If I was a Bulgarian I would be offended by the use of such a silly term in relation to this tragedy and especially so if I thought the Bulgarian spokesman was using it, which was not the case at all. So, lets please not be attributing US Military parlance to representatives of other nations...they may not like it..I wouldn't. Paulrevere2005 05:10, 11 Mar 2005 (UTC)
In what circumstances an friendly fire accident can occurr?
What are the attenuation conditions? If a accident caused by friendly fire happens it is only because the soldier is negligent?
- Of course not. Friendly fire incidents can happen for a large variety of reasons, including equipment malfunctioning.--Eloquence
Is there another occurences of friendly fire in another cases, e.g.: another armies, another countries, another wars?
Is there really happening an abnormal ocurrence of friendly fire?
- Nobody claimed that there was.--Eloquence
Is there some interest from certain political groups for putting in evidence the stories about friendly fire? From who? Or are these stories not used politically?
- Possibly, though it appears from the statements of the Bulgarian government official that the incident could have been avoided, so it is entirely legitimate to ask questions about what went wrong.--Eloquence
Why do we talk about the causalities of friendly fire concerning the US army and not talk about of friendly fire about other armies, or in another times?
- Feel free to write articles about other friendly fire incidents.--Eloquence
Several troubles has been fixed. I will study it a little more but I am more optimistic about it.--Carlosar 00:01, 11 Mar 2005 (UTC)

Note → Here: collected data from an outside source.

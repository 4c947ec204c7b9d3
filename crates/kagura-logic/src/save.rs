//! Save-data envelope and disk helpers.
//!
//! The same schema-versioned envelope wraps both the hot-reload encoded form
//! and on-disk saves. Disk writes go through a temp file + rename; a corrupt
//! save is moved aside to `.bak` and replaced with defaults instead of
//! failing the game.

use serde::{de::DeserializeOwned, Deserialize, Serialize};
use std::fmt::{Display, Formatter};
use std::fs;
use std::io::Write;
use std::path::{Path, PathBuf};

pub const SAVE_SCHEMA_VERSION: u32 = 1;

#[derive(Debug, Clone, Serialize, Deserialize, PartialEq)]
pub struct SaveEnvelope<T> {
    pub save_version: u32,
    pub payload: T,
}

impl<T> SaveEnvelope<T> {
    pub fn new(payload: T) -> Self {
        Self {
            save_version: SAVE_SCHEMA_VERSION,
            payload,
        }
    }
}

#[derive(Debug)]
pub enum SaveError {
    Io(std::io::Error),
    Serde(serde_json::Error),
    VersionMismatch { found: u32, expected: u32 },
}

impl Display for SaveError {
    fn fmt(&self, f: &mut Formatter<'_>) -> std::fmt::Result {
        match self {
            SaveError::Io(e) => write!(f, "I/O error: {e}"),
            SaveError::Serde(e) => write!(f, "JSON error: {e}"),
            SaveError::VersionMismatch { found, expected } => {
                write!(
                    f,
                    "save schema version mismatch: found={found}, expected={expected}"
                )
            }
        }
    }
}

impl std::error::Error for SaveError {}

impl From<std::io::Error> for SaveError {
    fn from(value: std::io::Error) -> Self {
        SaveError::Io(value)
    }
}

impl From<serde_json::Error> for SaveError {
    fn from(value: serde_json::Error) -> Self {
        SaveError::Serde(value)
    }
}

#[derive(Debug, Clone, PartialEq, Eq)]
pub enum LoadState<T> {
    Loaded(T),
    Defaulted {
        data: T,
        backup_path: Option<PathBuf>,
    },
}

pub fn load_or_default<T>(path: &Path) -> Result<LoadState<T>, SaveError>
where
    T: DeserializeOwned + Default,
{
    if !path.exists() {
        return Ok(LoadState::Defaulted {
            data: T::default(),
            backup_path: None,
        });
    }

    let raw = fs::read(path)?;
    match serde_json::from_slice::<SaveEnvelope<T>>(&raw) {
        Ok(envelope) => {
            if envelope.save_version != SAVE_SCHEMA_VERSION {
                return Err(SaveError::VersionMismatch {
                    found: envelope.save_version,
                    expected: SAVE_SCHEMA_VERSION,
                });
            }
            Ok(LoadState::Loaded(envelope.payload))
        }
        Err(_) => {
            let backup_path = backup_corrupt_file(path)?;
            Ok(LoadState::Defaulted {
                data: T::default(),
                backup_path: Some(backup_path),
            })
        }
    }
}

pub fn save_to_path<T>(path: &Path, data: &T) -> Result<(), SaveError>
where
    T: Serialize,
{
    if let Some(parent) = path.parent() {
        fs::create_dir_all(parent)?;
    }

    let envelope = SaveEnvelope::new(data);
    let serialized = serde_json::to_vec_pretty(&envelope)?;
    let tmp_path = temp_path_for(path);

    {
        let mut file = fs::File::create(&tmp_path)?;
        file.write_all(&serialized)?;
        file.sync_all()?;
    }

    fs::rename(&tmp_path, path)?;
    Ok(())
}

fn temp_path_for(path: &Path) -> PathBuf {
    let mut tmp_path = path.to_path_buf();
    let extension = path
        .extension()
        .and_then(|ext| ext.to_str())
        .map(|ext| format!("{ext}.tmp"))
        .unwrap_or_else(|| "tmp".to_string());
    tmp_path.set_extension(extension);
    tmp_path
}

fn backup_corrupt_file(path: &Path) -> Result<PathBuf, SaveError> {
    let mut backup_path = path.to_path_buf();
    let extension = path
        .extension()
        .and_then(|ext| ext.to_str())
        .map(|ext| format!("{ext}.bak"))
        .unwrap_or_else(|| "bak".to_string());
    backup_path.set_extension(extension);
    fs::rename(path, &backup_path)?;
    Ok(backup_path)
}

I recognize the effort being made in this article. I will study it carefully. I am almost convinced it is suitable for publication. I am optimistic about it. I would like to say thank you to the users who improved the article. --Carlosar 23:59, 10 Mar 2005 (UTC)

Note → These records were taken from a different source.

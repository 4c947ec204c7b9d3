//! Physics body registry.
//!
//! Host-owned rigid-body simulation, driven once per frame from the logic
//! module through the reverse-direction bridge. Creation and query only;
//! bodies live for the session. Ids are assigned sequentially starting at 1
//! (0 is reserved as "invalid"), and each simulation body is tagged with its
//! id so begun contacts can be reported in id terms.

use std::collections::HashMap;
use std::num::NonZeroUsize;

use crossbeam_channel::{unbounded, Receiver, Sender};
use kagura_module_api::{CollisionEvent, Vec2, INVALID_BODY_ID};
use rapier2d::geometry::CollisionEvent as RapierCollisionEvent;
use rapier2d::prelude::*;

/// Simulation advances in fixed steps regardless of frame rate, so runs are
/// reproducible across hot-reload round trips.
pub const FIXED_TIMESTEP: f32 = 1.0 / 60.0;
const SOLVER_ITERATIONS: usize = 4;

const GRAVITY_Y: f32 = -9.8;
const BOX_DENSITY: f32 = 1.0;
const BOX_FRICTION: f32 = 0.3;

struct CollisionChannel {
    send: Sender<(ColliderHandle, ColliderHandle)>,
}

impl EventHandler for CollisionChannel {
    fn handle_collision_event(
        &self,
        _bodies: &RigidBodySet,
        _colliders: &ColliderSet,
        event: RapierCollisionEvent,
        _contact_pair: Option<&ContactPair>,
    ) {
        if let RapierCollisionEvent::Started(a, b, _) = event {
            let _ = self.send.send((a, b));
        }
    }

    fn handle_contact_force_event(
        &self,
        _dt: Real,
        _bodies: &RigidBodySet,
        _colliders: &ColliderSet,
        _contact_pair: &ContactPair,
        _total_force_magnitude: Real,
    ) {
    }
}

pub struct PhysicsWorld {
    gravity: Vector<Real>,
    integration_parameters: IntegrationParameters,
    pipeline: PhysicsPipeline,
    islands: IslandManager,
    broad_phase: DefaultBroadPhase,
    narrow_phase: NarrowPhase,
    bodies: RigidBodySet,
    colliders: ColliderSet,
    impulse_joints: ImpulseJointSet,
    multibody_joints: MultibodyJointSet,
    ccd_solver: CCDSolver,
    query_pipeline: QueryPipeline,

    registry: HashMap<u64, RigidBodyHandle>,
    next_body_id: u64,

    collision_events: Vec<CollisionEvent>,
    contact_send: Sender<(ColliderHandle, ColliderHandle)>,
    contact_recv: Receiver<(ColliderHandle, ColliderHandle)>,
}

impl PhysicsWorld {
    pub fn new() -> Self {
        let mut integration_parameters = IntegrationParameters::default();
        integration_parameters.dt = FIXED_TIMESTEP;
        if let Some(iterations) = NonZeroUsize::new(SOLVER_ITERATIONS) {
            integration_parameters.num_solver_iterations = iterations;
        }

        let (contact_send, contact_recv) = unbounded();

        Self {
            gravity: vector![0.0, GRAVITY_Y],
            integration_parameters,
            pipeline: PhysicsPipeline::new(),
            islands: IslandManager::new(),
            broad_phase: DefaultBroadPhase::new(),
            narrow_phase: NarrowPhase::new(),
            bodies: RigidBodySet::new(),
            colliders: ColliderSet::new(),
            impulse_joints: ImpulseJointSet::new(),
            multibody_joints: MultibodyJointSet::new(),
            ccd_solver: CCDSolver::new(),
            query_pipeline: QueryPipeline::new(),
            registry: HashMap::new(),
            next_body_id: 1,
            collision_events: Vec::new(),
            contact_send,
            contact_recv,
        }
    }

    /// Creates a dynamic box body centered at (x, y) with full extents
    /// (width, height) and returns its id.
    pub fn create_dynamic_box(&mut self, x: f32, y: f32, width: f32, height: f32) -> u64 {
        let id = self.take_body_id();
        let body = RigidBodyBuilder::dynamic()
            .translation(vector![x, y])
            .user_data(id as u128)
            .build();
        let handle = self.bodies.insert(body);
        let collider = ColliderBuilder::cuboid(width * 0.5, height * 0.5)
            .density(BOX_DENSITY)
            .friction(BOX_FRICTION)
            .active_events(ActiveEvents::COLLISION_EVENTS)
            .build();
        self.colliders
            .insert_with_parent(collider, handle, &mut self.bodies);
        self.registry.insert(id, handle);
        log::debug!(target: "physics", "body {id}: dynamic box at ({x}, {y}) size {width}x{height}");
        id
    }

    /// Creates a static box body. Same id discipline as the dynamic variant.
    pub fn create_static_box(&mut self, x: f32, y: f32, width: f32, height: f32) -> u64 {
        let id = self.take_body_id();
        let body = RigidBodyBuilder::fixed()
            .translation(vector![x, y])
            .user_data(id as u128)
            .build();
        let handle = self.bodies.insert(body);
        let collider = ColliderBuilder::cuboid(width * 0.5, height * 0.5)
            .active_events(ActiveEvents::COLLISION_EVENTS)
            .build();
        self.colliders
            .insert_with_parent(collider, handle, &mut self.bodies);
        self.registry.insert(id, handle);
        log::debug!(target: "physics", "body {id}: static box at ({x}, {y}) size {width}x{height}");
        id
    }

    /// Current position of a body, if the id is known.
    pub fn body_position(&self, id: u64) -> Option<Vec2> {
        let handle = self.registry.get(&id)?;
        let body = self.bodies.get(*handle)?;
        let t = body.translation();
        Some(Vec2::new(t.x, t.y))
    }

    /// Advances the simulation by one fixed step. The collision-event buffer
    /// from the previous step is cleared before stepping, then repopulated
    /// with contacts begun during this step.
    pub fn step(&mut self) {
        self.collision_events.clear();

        let collector = CollisionChannel {
            send: self.contact_send.clone(),
        };
        self.pipeline.step(
            &self.gravity,
            &self.integration_parameters,
            &mut self.islands,
            &mut self.broad_phase,
            &mut self.narrow_phase,
            &mut self.bodies,
            &mut self.colliders,
            &mut self.impulse_joints,
            &mut self.multibody_joints,
            &mut self.ccd_solver,
            Some(&mut self.query_pipeline),
            &(),
            &collector,
        );

        while let Ok((a, b)) = self.contact_recv.try_recv() {
            let body_a = self.collider_body_id(a);
            let body_b = self.collider_body_id(b);
            // Pairs involving an untagged body are dropped, never reported
            // with a zero id.
            if body_a != INVALID_BODY_ID && body_b != INVALID_BODY_ID {
                self.collision_events.push(CollisionEvent { body_a, body_b });
            }
        }
    }

    /// Contacts begun during the most recent [`step`](Self::step). Valid
    /// until the next step clears them.
    #[inline]
    pub fn collision_events(&self) -> &[CollisionEvent] {
        &self.collision_events
    }

    #[inline]
    pub fn body_count(&self) -> usize {
        self.registry.len()
    }

    fn take_body_id(&mut self) -> u64 {
        let id = self.next_body_id;
        self.next_body_id += 1;
        id
    }

    fn collider_body_id(&self, collider: ColliderHandle) -> u64 {
        let Some(collider) = self.colliders.get(collider) else {
            return INVALID_BODY_ID;
        };
        let Some(parent) = collider.parent() else {
            return INVALID_BODY_ID;
        };
        let Some(body) = self.bodies.get(parent) else {
            return INVALID_BODY_ID;
        };
        body.user_data as u64
    }
}

impl Default for PhysicsWorld {
    fn default() -> Self {
        Self::new()
    }
}
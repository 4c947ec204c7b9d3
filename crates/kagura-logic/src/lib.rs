#![forbid(unsafe_op_in_unsafe_fn)]

//! KAGURA sample game logic module.
//!
//! Built as a `cdylib` for the host to load and hot-swap, and as an `rlib`
//! so the full protocol can be exercised in-process by tests. The entire
//! callable surface is the vtable returned by the one exported symbol.

mod exports;
mod game;
mod host;
pub mod save;
#[cfg(test)]
pub(crate) mod stub_host;
mod ui;

pub use exports::vtable;
pub use game::{Game, GameState, Sprite, TextureSlot, World};
pub use host::Host;
pub use ui::{Button, ButtonAction, Rect};

use kagura_module_api::LogicVTable;

/// The module's single exported symbol. Pure; callable immediately after the
/// library is mapped.
#[export_name = "kagura_logic_vtable"]
pub extern "C" fn kagura_logic_vtable() -> LogicVTable {
    exports::vtable()
}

Paragraph added, please check it
I have added one paragraph. Since I am not a Shakeaspere son I would appreciate someone to fix possible mistakes in grammar, trying to respect the intention on the paragraph. I think that with this last paragraph the article is suitable for publication.--Carlosar 00:32, 11 Mar 2005 (UTC)
Dispute over last paragraph
- Incidents of friendly fire are a cause of worry to the U.S. Army. Such events sometimes are inevitable, but also may represent a failure in the way the U.S. Army is operating. These incidents can jeopardize relationships with countries who see reasons to be critical of the United States. They might also be used by the political opposition in negative propaganda.

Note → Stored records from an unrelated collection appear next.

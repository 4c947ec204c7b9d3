//! The sample game behind the bridge: a menu/in-game state machine, a
//! sprite world, a physics-driven player and the command queues the frame
//! protocol drains.
//!
//! Everything that must survive a hot reload lives in [`SaveState`];
//! renderables and command buffers are derived per frame and rebuilt on
//! deserialize so observable state matches the serialization instant.

use std::collections::{BTreeMap, HashMap};
use std::path::Path;

use serde::{Deserialize, Serialize};

use kagura_module_api::{
    AssetCommand, InputState, RawStr, RenderableObject, TextCommand, Transform, Vec2, Vec3, Vec4,
    ASSET_CMD_LOAD_TEXTURE, INVALID_ASSET_ID,
};

use crate::host::Host;
use crate::save::{SaveEnvelope, SaveError, SAVE_SCHEMA_VERSION};
use crate::ui::{self, Button, ButtonAction, Rect};

const TITLE_TEXTURE: &str = "assets/textures/title.png";
const PLAYER_TEXTURE: &str = "assets/textures/player.png";
const GROUND_TEXTURE: &str = "assets/textures/ground.png";

const MENU_BGM: &str = "assets/audio/menu_theme.ogg";
const STAGE_BGM: &str = "assets/audio/stage_theme.ogg";
const CLICK_SOUND: &str = "assets/audio/click.wav";
const LAND_SOUND: &str = "assets/audio/land.wav";

const SAVE_PATH: &str = "saves/slot0.json";

const QUAD_MESH_ID: u32 = 1;
const SPRITE_MATERIAL_ID: u32 = 1;

const CAMERA_SPEED: f32 = 0.1;

const TITLE_COLOR: Vec4 = Vec4 {
    x: 1.0,
    y: 0.9,
    z: 0.3,
    w: 1.0,
};
const HUD_COLOR: Vec4 = Vec4 {
    x: 0.8,
    y: 0.8,
    z: 0.1,
    w: 1.0,
};

#[derive(Debug, Clone, Copy, PartialEq, Eq, Serialize, Deserialize)]
pub enum GameState {
    MainMenu,
    InGame,
}

/// A drawable thing in the world. A sprite either sits at a fixed position
/// or follows a physics body owned by the host registry.
#[derive(Debug, Clone, PartialEq, Serialize, Deserialize)]
pub struct Sprite {
    pub texture_key: String,
    pub position: [f32; 2],
    pub scale: [f32; 2],
    pub body: Option<u64>,
}

#[derive(Debug, Clone, Default, PartialEq, Serialize, Deserialize)]
pub struct World {
    pub sprites: Vec<Sprite>,
}

/// Lifecycle of one requested texture.
#[derive(Debug, Clone, Copy, PartialEq, Eq, Serialize, Deserialize)]
pub enum TextureSlot {
    /// Request queued under this request id; answer not seen yet.
    Pending(u32),
    /// Host-assigned texture id.
    Ready(u32),
    Failed,
}

/// Everything that survives a hot reload. Body ids stay valid because the
/// physics registry lives on the host side of the boundary.
#[derive(Debug, Clone, PartialEq, Serialize, Deserialize)]
pub struct SaveState {
    pub state: GameState,
    pub world: World,
    pub buttons: Vec<Button>,
    pub textures: BTreeMap<String, TextureSlot>,
    pub camera: [f32; 2],
    pub next_request_id: u32,
    pub player_body: Option<u64>,
    pub ground_body: Option<u64>,
    pub landed: bool,
    pub fullscreen: bool,
    pub bgm_started: bool,
}

struct OwnedAssetCommand {
    kind: u32,
    request_id: u32,
    path: String,
}

struct OwnedTextCommand {
    text: String,
    position: Vec2,
    font_size: f32,
    color: Vec4,
}

pub struct Game {
    host: Host,

    state: GameState,
    world: World,
    buttons: Vec<Button>,
    textures: BTreeMap<String, TextureSlot>,
    camera: [f32; 2],
    next_request_id: u32,
    player_body: Option<u64>,
    ground_body: Option<u64>,
    landed: bool,
    fullscreen: bool,
    bgm_started: bool,

    input: InputState,
    prev_action: bool,
    pending_requests: HashMap<u32, String>,

    renderables: Vec<RenderableObject>,
    asset_queue: Vec<OwnedAssetCommand>,
    asset_mirror: Vec<AssetCommand>,
    text_queue: Vec<OwnedTextCommand>,
    text_mirror: Vec<TextCommand>,
}

impl Game {
    pub fn new(host: Host) -> Self {
        let mut game = Self::from_parts(
            host,
            SaveState {
                state: GameState::MainMenu,
                world: World::default(),
                buttons: Vec::new(),
                textures: BTreeMap::new(),
                camera: [0.0, 0.0],
                next_request_id: 1,
                player_body: None,
                ground_body: None,
                landed: false,
                fullscreen: false,
                bgm_started: false,
            },
        );
        game.enter_main_menu();
        game
    }

    fn from_parts(host: Host, save: SaveState) -> Self {
        Self {
            host,
            state: save.state,
            world: save.world,
            buttons: save.buttons,
            textures: save.textures,
            camera: save.camera,
            next_request_id: save.next_request_id,
            player_body: save.player_body,
            ground_body: save.ground_body,
            landed: save.landed,
            fullscreen: save.fullscreen,
            bgm_started: save.bgm_started,
            input: InputState::default(),
            prev_action: false,
            pending_requests: HashMap::new(),
            renderables: Vec::new(),
            asset_queue: Vec::new(),
            asset_mirror: Vec::new(),
            text_queue: Vec::new(),
            text_mirror: Vec::new(),
        }
    }

    /// Persistent state as a value; what serialize encodes.
    pub fn snapshot(&self) -> SaveState {
        SaveState {
            state: self.state,
            world: self.world.clone(),
            buttons: self.buttons.clone(),
            textures: self.textures.clone(),
            camera: self.camera,
            next_request_id: self.next_request_id,
            player_body: self.player_body,
            ground_body: self.ground_body,
            landed: self.landed,
            fullscreen: self.fullscreen,
            bgm_started: self.bgm_started,
        }
    }

    pub fn to_encoded(&self) -> Result<String, SaveError> {
        Ok(serde_json::to_string(&SaveEnvelope::new(self.snapshot()))?)
    }

    /// Rebuilds a game from an encoded form produced by [`to_encoded`],
    /// re-linked to a (possibly fresh) host table. The renderable buffer is
    /// rebuilt immediately so observable state matches the original at the
    /// moment of serialization.
    pub fn from_encoded(host: Host, encoded: &str) -> Result<Self, SaveError> {
        let envelope: SaveEnvelope<SaveState> = serde_json::from_str(encoded)?;
        if envelope.save_version != SAVE_SCHEMA_VERSION {
            return Err(SaveError::VersionMismatch {
                found: envelope.save_version,
                expected: SAVE_SCHEMA_VERSION,
            });
        }
        let mut game = Self::from_parts(host, envelope.payload);
        game.build_renderables();
        Ok(game)
    }

    #[inline]
    pub fn set_input(&mut self, input: InputState) {
        self.input = input;
    }

    /// One frame of game logic; the body of the module's advance entry
    /// point. Host callbacks (physics step, audio) all happen in here.
    pub fn advance(&mut self) {
        let input = self.input;

        if !self.bgm_started {
            self.host.play_bgm(MENU_BGM, true);
            self.bgm_started = true;
        }

        let action_edge = input.action && !self.prev_action;
        self.prev_action = input.action;

        match self.state {
            GameState::MainMenu => {
                self.queue_text(
                    "KAGURA".to_string(),
                    Vec2::new(360.0, 80.0),
                    48.0,
                    TITLE_COLOR,
                );
                ui::ui_system(self, &input);
                if action_edge && self.state == GameState::MainMenu {
                    self.toggle_fullscreen();
                }
            }
            GameState::InGame => self.update_in_game(&input, action_edge),
        }

        self.build_renderables();
    }

    fn enter_main_menu(&mut self) {
        self.buttons = vec![Button {
            rect: Rect {
                x: 300.0,
                y: 250.0,
                width: 200.0,
                height: 60.0,
            },
            text: "Start".to_string(),
            action: ButtonAction::StartGame,
        }];
        self.world.sprites.push(Sprite {
            texture_key: TITLE_TEXTURE.to_string(),
            position: [400.0, 120.0],
            scale: [256.0, 64.0],
            body: None,
        });
        self.request_texture(TITLE_TEXTURE);
    }

    /// Menu → game transition: clear the menu, create the physics bodies
    /// through the host registry and request the stage textures.
    pub(crate) fn start_game(&mut self) {
        self.host.play_sound(CLICK_SOUND);
        self.host.play_bgm(STAGE_BGM, true);
        // Duck the music under the gameplay effects.
        self.host.set_audio_settings(1.0, 0.6, 1.0);

        self.buttons.clear();
        self.world.sprites.clear();
        self.camera = [0.0, 0.0];
        self.landed = false;

        let ground = self.host.create_static_box(0.0, 0.0, 10.0, 1.0);
        let player = self.host.create_dynamic_box(0.0, 10.0, 1.0, 1.0);
        self.ground_body = Some(ground);
        self.player_body = Some(player);

        self.world.sprites.push(Sprite {
            texture_key: GROUND_TEXTURE.to_string(),
            position: [0.0, 0.0],
            scale: [10.0, 1.0],
            body: Some(ground),
        });
        self.world.sprites.push(Sprite {
            texture_key: PLAYER_TEXTURE.to_string(),
            position: [0.0, 10.0],
            scale: [1.0, 1.0],
            body: Some(player),
        });
        self.request_texture(GROUND_TEXTURE);
        self.request_texture(PLAYER_TEXTURE);

        self.state = GameState::InGame;
        self.host.log_info("game started");
    }

    fn update_in_game(&mut self, input: &InputState, action_edge: bool) {
        self.host.step_physics();

        if !self.landed {
            if let (Some(player), Some(ground)) = (self.player_body, self.ground_body) {
                let events = self.host.collision_events();
                let touched = events.iter().any(|ev| {
                    (ev.body_a == player && ev.body_b == ground)
                        || (ev.body_a == ground && ev.body_b == player)
                });
                if touched {
                    self.landed = true;
                    self.host.play_sound(LAND_SOUND);
                }
            }
        }

        if input.left {
            self.camera[0] -= CAMERA_SPEED;
        }
        if input.right {
            self.camera[0] += CAMERA_SPEED;
        }
        if input.up {
            self.camera[1] += CAMERA_SPEED;
        }
        if input.down {
            self.camera[1] -= CAMERA_SPEED;
        }

        if action_edge {
            self.save_to_disk();
        }

        if let Some(player) = self.player_body {
            let p = self.host.body_position(player);
            self.queue_text(
                format!("player y: {:.2}", p.y),
                Vec2::new(8.0, 16.0),
                16.0,
                HUD_COLOR,
            );
        }
        if self.landed {
            self.queue_text("landed".to_string(), Vec2::new(8.0, 36.0), 16.0, HUD_COLOR);
        }
    }

    fn toggle_fullscreen(&mut self) {
        self.fullscreen = !self.fullscreen;
        crate::exports::submit_fullscreen_request(self.fullscreen);
        self.host
            .log_info(if self.fullscreen { "fullscreen requested" } else { "windowed requested" });
    }

    fn save_to_disk(&self) {
        self.host.play_sound(CLICK_SOUND);
        if let Err(e) = crate::save::save_to_path(Path::new(SAVE_PATH), &self.snapshot()) {
            self.host.log_warn(&format!("save failed: {e}"));
        } else {
            self.host.log_info("game saved");
        }
    }

    fn request_texture(&mut self, path: &str) {
        if self.textures.contains_key(path) {
            return;
        }
        let request_id = self.next_request_id;
        self.next_request_id += 1;
        self.textures
            .insert(path.to_string(), TextureSlot::Pending(request_id));
        self.pending_requests.insert(request_id, path.to_string());
        self.asset_queue.push(OwnedAssetCommand {
            kind: ASSET_CMD_LOAD_TEXTURE,
            request_id,
            path: path.to_string(),
        });
    }

    /// Host answer to one asset request. A failure sentinel marks the slot
    /// failed rather than leaving it pending forever.
    pub fn notify_asset_loaded(&mut self, request_id: u32, asset_id: u32) {
        let Some(path) = self.pending_requests.remove(&request_id) else {
            self.host
                .log_warn(&format!("asset answer for unknown request {request_id}"));
            return;
        };
        let slot = if asset_id == INVALID_ASSET_ID {
            self.host.log_warn(&format!("asset load failed: '{path}'"));
            TextureSlot::Failed
        } else {
            TextureSlot::Ready(asset_id)
        };
        self.textures.insert(path, slot);
    }

    fn build_renderables(&mut self) {
        self.renderables.clear();
        for sprite in &self.world.sprites {
            let [mut x, mut y] = sprite.position;
            if let Some(body) = sprite.body {
                let p = self.host.body_position(body);
                x = p.x;
                y = p.y;
            }
            let texture_id = match self.textures.get(&sprite.texture_key) {
                Some(TextureSlot::Ready(id)) => *id,
                _ => INVALID_ASSET_ID,
            };
            self.renderables.push(RenderableObject {
                transform: Transform {
                    position: Vec3 {
                        x: x - self.camera[0],
                        y: y - self.camera[1],
                        z: 0.0,
                    },
                    rotation: Vec3::default(),
                    scale: Vec3 {
                        x: sprite.scale[0],
                        y: sprite.scale[1],
                        z: 1.0,
                    },
                },
                mesh_id: QUAD_MESH_ID,
                material_id: SPRITE_MATERIAL_ID,
                texture_id,
            });
        }
    }

    pub(crate) fn queue_text(&mut self, text: String, position: Vec2, font_size: f32, color: Vec4) {
        self.text_queue.push(OwnedTextCommand {
            text,
            position,
            font_size,
            color,
        });
    }

    #[inline]
    pub fn renderables(&self) -> &[RenderableObject] {
        &self.renderables
    }

    /// POD view of the queued asset commands; the backing strings stay put
    /// until the queue is cleared.
    pub fn asset_commands(&mut self) -> &[AssetCommand] {
        self.asset_mirror.clear();
        self.asset_mirror.extend(self.asset_queue.iter().map(|c| AssetCommand {
            kind: c.kind,
            request_id: c.request_id,
            path: RawStr::from_str(&c.path),
        }));
        &self.asset_mirror
    }

    pub fn clear_asset_commands(&mut self) {
        self.asset_queue.clear();
        self.asset_mirror.clear();
    }

    pub fn text_commands(&mut self) -> &[TextCommand] {
        self.text_mirror.clear();
        self.text_mirror.extend(self.text_queue.iter().map(|c| TextCommand {
            position: c.position,
            color: c.color,
            font_size: c.font_size,
            text: RawStr::from_str(&c.text),
        }));
        &self.text_mirror
    }

    pub fn clear_text_commands(&mut self) {
        self.text_queue.clear();
        self.text_mirror.clear();
    }

    #[inline]
    pub(crate) fn buttons(&self) -> &[Button] {
        &self.buttons
    }

    #[inline]
    pub fn state(&self) -> GameState {
        self.state
    }

    #[inline]
    pub fn player_body(&self) -> Option<u64> {
        self.player_body
    }

    #[inline]
    pub fn ground_body(&self) -> Option<u64> {
        self.ground_body
    }

    #[inline]
    pub fn landed(&self) -> bool {
        self.landed
    }
}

The rest of the text is resposible to me, since it describes in details, correctly what happened. You have to see that it is very different when compared with the first versions. I could accept the new refactored text as it was, I did not see any serious problem, it was a good work. However I would like to try to put another point of view in the text. This new point of view is described in the last paragraph. I think that this new point of view is important. It describes a situation I see nowadays that is the political use of certain events. However almost nobody in media talk about this point of view, even if it is relevant, and there are many evidences supportting at a least a little note about it.
That is what I am asking. At least a honest and little note about this point of view. In my opinion, if we do that the article will be perfect.
The first version of last paragraph maybe was not good. However after some changes, the current version seems resposible to me. It is not accusing anyone in particular, it is not openly defending the USA Army neither. Anyway, I accept other sugestions, so the point of view can be represented in a fairer way.--Carlosar 10:30, 11 Mar 2005 (UTC)
I want to point out that I dont want to impose anything. This is a suggestion. Other members of the community can explain and convince me that this new information is not relevant or good. I would like to hear what the other wikinews users think about the subject.--Carlosar 11:18, 11 Mar 2005 (UTC)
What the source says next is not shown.